New Column Jitters?
Listening To:OK Go
Today marks the last day I can make changes to my very first column that will run Monday Sept 11, 2006 in the Bismarck Tribune.
A readership of approximately 80,000 readers should really liquefy my innards....but it doesn't. I blame TV.
Not only am I jaded against gratuitous nudity and violence, the thought of completely embarrassing myself in front of 80,000 readers isn't phasing me. How?
I have an evil little voice in my head that keeps chiming in.
"They will have to read it first." the voice says.
True.
I have watched people read newspapers before. Read the front page, skip to the sports and then to the comics before rolling it up to thwack the dog on his nose for rubbing his butt on the floor. (Don't hurt the dog. It's not his fault his anal glands need to be expressed!)

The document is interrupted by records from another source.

//! LLM provider seam.
//!
//! The dialogue core only needs "send these turns, get text back". Providers
//! never see a system role: the system prompt travels as a leading `user`
//! turn built by [`with_system_prompt`].

mod http;

use async_trait::async_trait;
use serde::{Deserialize, Serialize};

use crate::models::Role;

pub use http::{HttpLlmClient, LlmError};

/// Which hosted model family to call.
#[derive(Debug, Clone, Copy, Default, Serialize, Deserialize, PartialEq, Eq)]
#[serde(rename_all = "lowercase")]
pub enum ProviderKind {
    #[default]
    Gemini,
    OpenAi,
    Anthropic,
}

impl ProviderKind {
    pub fn as_str(&self) -> &'static str {
        match self {
            Self::Gemini => "gemini",
            Self::OpenAi => "openai",
            Self::Anthropic => "anthropic",
        }
    }

    pub fn from_str(s: &str) -> Option<Self> {
        match s.to_ascii_lowercase().as_str() {
            "gemini" => Some(Self::Gemini),
            "openai" => Some(Self::OpenAi),
            "anthropic" | "claude" => Some(Self::Anthropic),
            _ => None,
        }
    }
}

#[derive(Debug, Clone, Serialize, Deserialize, PartialEq, Eq)]
pub struct ChatTurn {
    pub role: Role,
    pub content: String,
}

impl ChatTurn {
    pub fn user(content: impl Into<String>) -> Self {
        Self {
            role: Role::User,
            content: content.into(),
        }
    }

    pub fn assistant(content: impl Into<String>) -> Self {
        Self {
            role: Role::Assistant,
            content: content.into(),
        }
    }
}

/// Provider result. Failures are data, not errors, so callers can show them.
#[derive(Debug, Clone, Serialize, Deserialize, PartialEq, Eq)]
pub struct LlmResponse {
    pub success: bool,
    #[serde(default, skip_serializing_if = "Option::is_none")]
    pub content: Option<String>,
    #[serde(default, skip_serializing_if = "Option::is_none")]
    pub error: Option<String>,
}

impl LlmResponse {
    pub fn ok(content: impl Into<String>) -> Self {
        Self {
            success: true,
            content: Some(content.into()),
            error: None,
        }
    }

    pub fn failure(error: impl Into<String>) -> Self {
        Self {
            success: false,
            content: None,
            error: Some(error.into()),
        }
    }

    /// The reply text, or the error message on failure.
    pub fn into_result(self) -> Result<String, String> {
        match (self.success, self.content) {
            (true, Some(content)) => Ok(content),
            (_, _) => Err(self
                .error
                .unwrap_or_else(|| "LLM returned no content".to_string())),
        }
    }
}

#[async_trait]
pub trait LlmProvider: Send + Sync {
    async fn complete(&self, provider: ProviderKind, turns: &[ChatTurn]) -> LlmResponse;
}

/// `[system-as-user, history..., user_message]`
pub fn with_system_prompt(system: &str, history: &[ChatTurn], user_message: &str) -> Vec<ChatTurn> {
    let mut turns = Vec::with_capacity(history.len() + 2);
    turns.push(ChatTurn::user(system));
    turns.extend_from_slice(history);
    turns.push(ChatTurn::user(user_message));
    turns
}

#[cfg(test)]
mod tests {
    use super::*;

    #[test]
    fn system_prompt_leads_as_user_turn() {
        let history = vec![ChatTurn::assistant("こんにちは")];
        let turns = with_system_prompt("SYSTEM", &history, "やあ");
        assert_eq!(turns.len(), 3);
        assert_eq!(turns[0], ChatTurn::user("SYSTEM"));
        assert_eq!(turns[1].role, Role::Assistant);
        assert_eq!(turns[2], ChatTurn::user("やあ"));
    }

    #[test]
    fn provider_names_parse_case_insensitively() {
        assert_eq!(ProviderKind::from_str("Gemini"), Some(ProviderKind::Gemini));
        assert_eq!(ProviderKind::from_str("claude"), Some(ProviderKind::Anthropic));
        assert_eq!(ProviderKind::from_str("llama"), None);
    }

    #[test]
    fn failure_without_message_still_explains() {
        let response = LlmResponse {
            success: false,
            content: None,
            error: None,
        };
        assert_eq!(response.into_result().unwrap_err(), "LLM returned no content");
        assert_eq!(LlmResponse::ok("hi").into_result().unwrap(), "hi");
    }
}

But my little voice is right. Of the 80,000 people, at best only 40,000 will actually read it. Because of the high levels of caffeine intake and lower attention span, only 15,000 will actually finish the column. I do tend to be a little less accessible for some readers, so set’s just say 7,500 actually get what I say. Of those folks, it’s a medical fact that at least 500 of them are medically frigid when it comes to humor…..so that leaves 7000 people to be embarrassed in front of. That’s not too bad. I can deal with that.